To do ▸
Having read the listing below, repeat it exactly.

────────────────────────────────────────

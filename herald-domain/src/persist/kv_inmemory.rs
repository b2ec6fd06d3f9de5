//! 内存键值存储（InMemoryKeyValueStore）
//!
//! 基于 `DashMap` 的单进程实现，过期键在访问时惰性清除。
//!
use super::KeyValueStore;
use crate::error::{EventError, EventResult as Result};
use async_trait::async_trait;
use dashmap::DashMap;
use std::collections::{BTreeSet, VecDeque};
use std::time::Duration;
use tokio::time::Instant;

#[derive(Debug, Clone)]
enum Value {
    List(VecDeque<String>),
    Set(BTreeSet<String>),
}

impl Value {
    fn kind(&self) -> &'static str {
        match self {
            Value::List(_) => "list",
            Value::Set(_) => "set",
        }
    }
}

#[derive(Debug, Clone)]
struct Entry {
    value: Value,
    expires_at: Option<Instant>,
}

impl Entry {
    fn is_expired(&self, now: Instant) -> bool {
        self.expires_at.is_some_and(|at| at <= now)
    }
}

#[derive(Debug, Default)]
pub struct InMemoryKeyValueStore {
    entries: DashMap<String, Entry>,
}

impl InMemoryKeyValueStore {
    pub fn new() -> Self {
        Self::default()
    }

    /// 移除已过期的键
    fn purge_expired(&self, key: &str) {
        let now = Instant::now();
        self.entries.remove_if(key, |_, e| e.is_expired(now));
    }

    fn wrong_type(key: &str, found: &Value, expected: &str) -> EventError {
        EventError::cache(format!(
            "wrong type for key {key}: expected {expected}, found {}",
            found.kind()
        ))
    }

    pub fn contains_key(&self, key: &str) -> bool {
        self.purge_expired(key);
        self.entries.contains_key(key)
    }
}

/// 将闭区间 `[start, stop]` 截断到 `[0, len)`
fn clamp(start: usize, stop: usize, len: usize) -> Option<(usize, usize)> {
    if len == 0 || start >= len || start > stop {
        return None;
    }
    Some((start, stop.min(len - 1)))
}

#[async_trait]
impl KeyValueStore for InMemoryKeyValueStore {
    async fn list_push(&self, key: &str, value: String) -> Result<usize> {
        self.purge_expired(key);
        let mut entry = self.entries.entry(key.to_string()).or_insert_with(|| Entry {
            value: Value::List(VecDeque::new()),
            expires_at: None,
        });
        match &mut entry.value {
            Value::List(list) => {
                list.push_front(value);
                Ok(list.len())
            }
            other => Err(Self::wrong_type(key, other, "list")),
        }
    }

    async fn list_trim(&self, key: &str, start: usize, stop: usize) -> Result<()> {
        self.purge_expired(key);
        let Some(mut entry) = self.entries.get_mut(key) else {
            return Ok(());
        };
        match &mut entry.value {
            Value::List(list) => {
                match clamp(start, stop, list.len()) {
                    Some((s, e)) => {
                        list.truncate(e + 1);
                        list.drain(..s);
                    }
                    None => list.clear(),
                }
                Ok(())
            }
            other => Err(Self::wrong_type(key, other, "list")),
        }
    }

    async fn list_range(&self, key: &str, start: usize, stop: usize) -> Result<Vec<String>> {
        self.purge_expired(key);
        let Some(entry) = self.entries.get(key) else {
            return Ok(Vec::new());
        };
        match &entry.value {
            Value::List(list) => Ok(match clamp(start, stop, list.len()) {
                Some((s, e)) => list.range(s..=e).cloned().collect(),
                None => Vec::new(),
            }),
            other => Err(Self::wrong_type(key, other, "list")),
        }
    }

    async fn set_add(&self, key: &str, member: &str) -> Result<bool> {
        self.purge_expired(key);
        let mut entry = self.entries.entry(key.to_string()).or_insert_with(|| Entry {
            value: Value::Set(BTreeSet::new()),
            expires_at: None,
        });
        match &mut entry.value {
            Value::Set(set) => Ok(set.insert(member.to_string())),
            other => Err(Self::wrong_type(key, other, "set")),
        }
    }

    async fn set_members(&self, key: &str) -> Result<Vec<String>> {
        self.purge_expired(key);
        let Some(entry) = self.entries.get(key) else {
            return Ok(Vec::new());
        };
        match &entry.value {
            Value::Set(set) => Ok(set.iter().cloned().collect()),
            other => Err(Self::wrong_type(key, other, "set")),
        }
    }

    async fn set_len(&self, key: &str) -> Result<usize> {
        self.purge_expired(key);
        let Some(entry) = self.entries.get(key) else {
            return Ok(0);
        };
        match &entry.value {
            Value::Set(set) => Ok(set.len()),
            other => Err(Self::wrong_type(key, other, "set")),
        }
    }

    async fn expire(&self, key: &str, ttl: Duration) -> Result<bool> {
        self.purge_expired(key);
        let Some(mut entry) = self.entries.get_mut(key) else {
            return Ok(false);
        };
        entry.expires_at = Some(Instant::now() + ttl);
        Ok(true)
    }
}

#[cfg(test)]
mod tests {
    use super::*;

    #[tokio::test]
    async fn push_trim_and_range_behave_like_redis_lists() {
        let kv = InMemoryKeyValueStore::new();
        for i in 0..5 {
            kv.list_push("l", i.to_string()).await.unwrap();
        }
        // 最新写入在头部
        assert_eq!(kv.list_range("l", 0, 1).await.unwrap(), vec!["4", "3"]);

        kv.list_trim("l", 0, 2).await.unwrap();
        assert_eq!(kv.list_range("l", 0, 100).await.unwrap(), vec!["4", "3", "2"]);
        assert!(kv.list_range("l", 5, 9).await.unwrap().is_empty());
        assert!(kv.list_range("missing", 0, 9).await.unwrap().is_empty());
    }

    #[tokio::test]
    async fn sets_track_unique_members() {
        let kv = InMemoryKeyValueStore::new();
        assert!(kv.set_add("s", "a").await.unwrap());
        assert!(!kv.set_add("s", "a").await.unwrap());
        kv.set_add("s", "b").await.unwrap();
        assert_eq!(kv.set_len("s").await.unwrap(), 2);
        assert_eq!(kv.set_members("s").await.unwrap(), vec!["a", "b"]);
    }

    #[tokio::test]
    async fn wrong_type_is_a_cache_error() {
        let kv = InMemoryKeyValueStore::new();
        kv.set_add("k", "a").await.unwrap();
        let err = kv.list_push("k", "x".into()).await.unwrap_err();
        assert!(matches!(err, EventError::Cache { .. }));
    }

    #[tokio::test(start_paused = true)]
    async fn expired_keys_disappear() {
        let kv = InMemoryKeyValueStore::new();
        kv.list_push("l", "a".into()).await.unwrap();
        assert!(kv.expire("l", Duration::from_secs(60)).await.unwrap());
        assert!(!kv.expire("missing", Duration::from_secs(60)).await.unwrap());

        tokio::time::advance(Duration::from_secs(59)).await;
        assert!(kv.contains_key("l"));
        tokio::time::advance(Duration::from_secs(2)).await;
        assert!(!kv.contains_key("l"));
        assert!(kv.list_range("l", 0, 10).await.unwrap().is_empty());
    }
}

────────────────────────────────────────

Result for this exercise ▸
filename herald-domain/src/persist/kv_inmemory.rs
repository b2ec6fd06d3f9de5
//! 内存键值存储（InMemoryKeyValueStore）
//!
//! 基于 `DashMap` 的单进程实现，过期键在访问时惰性清除。
//!
use super::KeyValueStore;
use crate::error::{EventError, EventResult as Result};
use async_trait::async_trait;
use dashmap::DashMap;
use std::collections::{BTreeSet, VecDeque};
use std::time::Duration;
use tokio::time::Instant;

#[derive(Debug, Clone)]
enum Value {
    List(VecDeque<String>),
    Set(BTreeSet<String>),
}

impl Value {
    fn kind(&self) -> &'static str {
        match self {
            Value::List(_) => "list",
            Value::Set(_) => "set",
        }
    }
}

#[derive(Debug, Clone)]
struct Entry {
    value: Value,
    expires_at: Option<Instant>,
}

impl Entry {
    fn is_expired(&self, now: Instant) -> bool {
        self.expires_at.is_some_and(|at| at <= now)
    }
}

#[derive(Debug, Default)]
pub struct InMemoryKeyValueStore {
    entries: DashMap<String, Entry>,
}

impl InMemoryKeyValueStore {
    pub fn new() -> Self {
        Self::default()
    }

    /// 移除已过期的键
    fn purge_expired(&self, key: &str) {
        let now = Instant::now();
        self.entries.remove_if(key, |_, e| e.is_expired(now));
    }

    fn wrong_type(key: &str, found: &Value, expected: &str) -> EventError {
        EventError::cache(format!(
            "wrong type for key {key}: expected {expected}, found {}",
            found.kind()
        ))
    }

    pub fn contains_key(&self, key: &str) -> bool {
        self.purge_expired(key);
        self.entries.contains_key(key)
    }
}

/// 将闭区间 `[start, stop]` 截断到 `[0, len)`
fn clamp(start: usize, stop: usize, len: usize) -> Option<(usize, usize)> {
    if len == 0 || start >= len || start > stop {
        return None;
    }
    Some((start, stop.min(len - 1)))
}

#[async_trait]
impl KeyValueStore for InMemoryKeyValueStore {
    async fn list_push(&self, key: &str, value: String) -> Result<usize> {
        self.purge_expired(key);
        let mut entry = self.entries.entry(key.to_string()).or_insert_with(|| Entry {
            value: Value::List(VecDeque::new()),
            expires_at: None,
        });
        match &mut entry.value {
            Value::List(list) => {
                list.push_front(value);
                Ok(list.len())
            }
            other => Err(Self::wrong_type(key, other, "list")),
        }
    }

    async fn list_trim(&self, key: &str, start: usize, stop: usize) -> Result<()> {
        self.purge_expired(key);
        let Some(mut entry) = self.entries.get_mut(key) else {
            return Ok(());
        };
        match &mut entry.value {
            Value::List(list) => {
                match clamp(start, stop, list.len()) {
                    Some((s, e)) => {
                        list.truncate(e + 1);
                        list.drain(..s);
                    }
                    None => list.clear(),
                }
                Ok(())
            }
            other => Err(Self::wrong_type(key, other, "list")),
        }
    }

    async fn list_range(&self, key: &str, start: usize, stop: usize) -> Result<Vec<String>> {
        self.purge_expired(key);
        let Some(entry) = self.entries.get(key) else {
            return Ok(Vec::new());
        };
        match &entry.value {
            Value::List(list) => Ok(match clamp(start, stop, list.len()) {
                Some((s, e)) => list.range(s..=e).cloned().collect(),
                None => Vec::new(),
            }),
            other => Err(Self::wrong_type(key, other, "list")),
        }
    }

    async fn set_add(&self, key: &str, member: &str) -> Result<bool> {
        self.purge_expired(key);
        let mut entry = self.entries.entry(key.to_string()).or_insert_with(|| Entry {
            value: Value::Set(BTreeSet::new()),
            expires_at: None,
        });
        match &mut entry.value {
            Value::Set(set) => Ok(set.insert(member.to_string())),
            other => Err(Self::wrong_type(key, other, "set")),
        }
    }

    async fn set_members(&self, key: &str) -> Result<Vec<String>> {
        self.purge_expired(key);
        let Some(entry) = self.entries.get(key) else {
            return Ok(Vec::new());
        };
        match &entry.value {
            Value::Set(set) => Ok(set.iter().cloned().collect()),
            other => Err(Self::wrong_type(key, other, "set")),
        }
    }

    async fn set_len(&self, key: &str) -> Result<usize> {
        self.purge_expired(key);
        let Some(entry) = self.entries.get(key) else {
            return Ok(0);
        };
        match &entry.value {
            Value::Set(set) => Ok(set.len()),
            other => Err(Self::wrong_type(key, other, "set")),
        }
    }

    async fn expire(&self, key: &str, ttl: Duration) -> Result<bool> {
        self.purge_expired(key);
        let Some(mut entry) = self.entries.get_mut(key) else {
            return Ok(false);
        };
        entry.expires_at = Some(Instant::now() + ttl);
        Ok(true)
    }
}

#[cfg(test)]
mod tests {
    use super::*;

    #[tokio::test]
    async fn push_trim_and_range_behave_like_redis_lists() {
        let kv = InMemoryKeyValueStore::new();
        for i in 0..5 {
            kv.list_push("l", i.to_string()).await.unwrap();
        }
        // 最新写入在头部
        assert_eq!(kv.list_range("l", 0, 1).await.unwrap(), vec!["4", "3"]);

        kv.list_trim("l", 0, 2).await.unwrap();
        assert_eq!(kv.list_range("l", 0, 100).await.unwrap(), vec!["4", "3", "2"]);
        assert!(kv.list_range("l", 5, 9).await.unwrap().is_empty());
        assert!(kv.list_range("missing", 0, 9).await.unwrap().is_empty());
    }

    #[tokio::test]
    async fn sets_track_unique_members() {
        let kv = InMemoryKeyValueStore::new();
        assert!(kv.set_add("s", "a").await.unwrap());
        assert!(!kv.set_add("s", "a").await.unwrap());
        kv.set_add("s", "b").await.unwrap();
        assert_eq!(kv.set_len("s").await.unwrap(), 2);
        assert_eq!(kv.set_members("s").await.unwrap(), vec!["a", "b"]);
    }

    #[tokio::test]
    async fn wrong_type_is_a_cache_error() {
        let kv = InMemoryKeyValueStore::new();
        kv.set_add("k", "a").await.unwrap();
        let err = kv.list_push("k", "x".into()).await.unwrap_err();
        assert!(matches!(err, EventError::Cache { .. }));
    }

    #[tokio::test(start_paused = true)]
    async fn expired_keys_disappear() {
        let kv = InMemoryKeyValueStore::new();
        kv.list_push("l", "a".into()).await.unwrap();
        assert!(kv.expire("l", Duration::from_secs(60)).await.unwrap());
        assert!(!kv.expire("missing", Duration::from_secs(60)).await.unwrap());

        tokio::time::advance(Duration::from_secs(59)).await;
        assert!(kv.contains_key("l"));
        tokio::time::advance(Duration::from_secs(2)).await;
        assert!(!kv.contains_key("l"));
        assert!(kv.list_range("l", 0, 10).await.unwrap().is_empty());
    }
}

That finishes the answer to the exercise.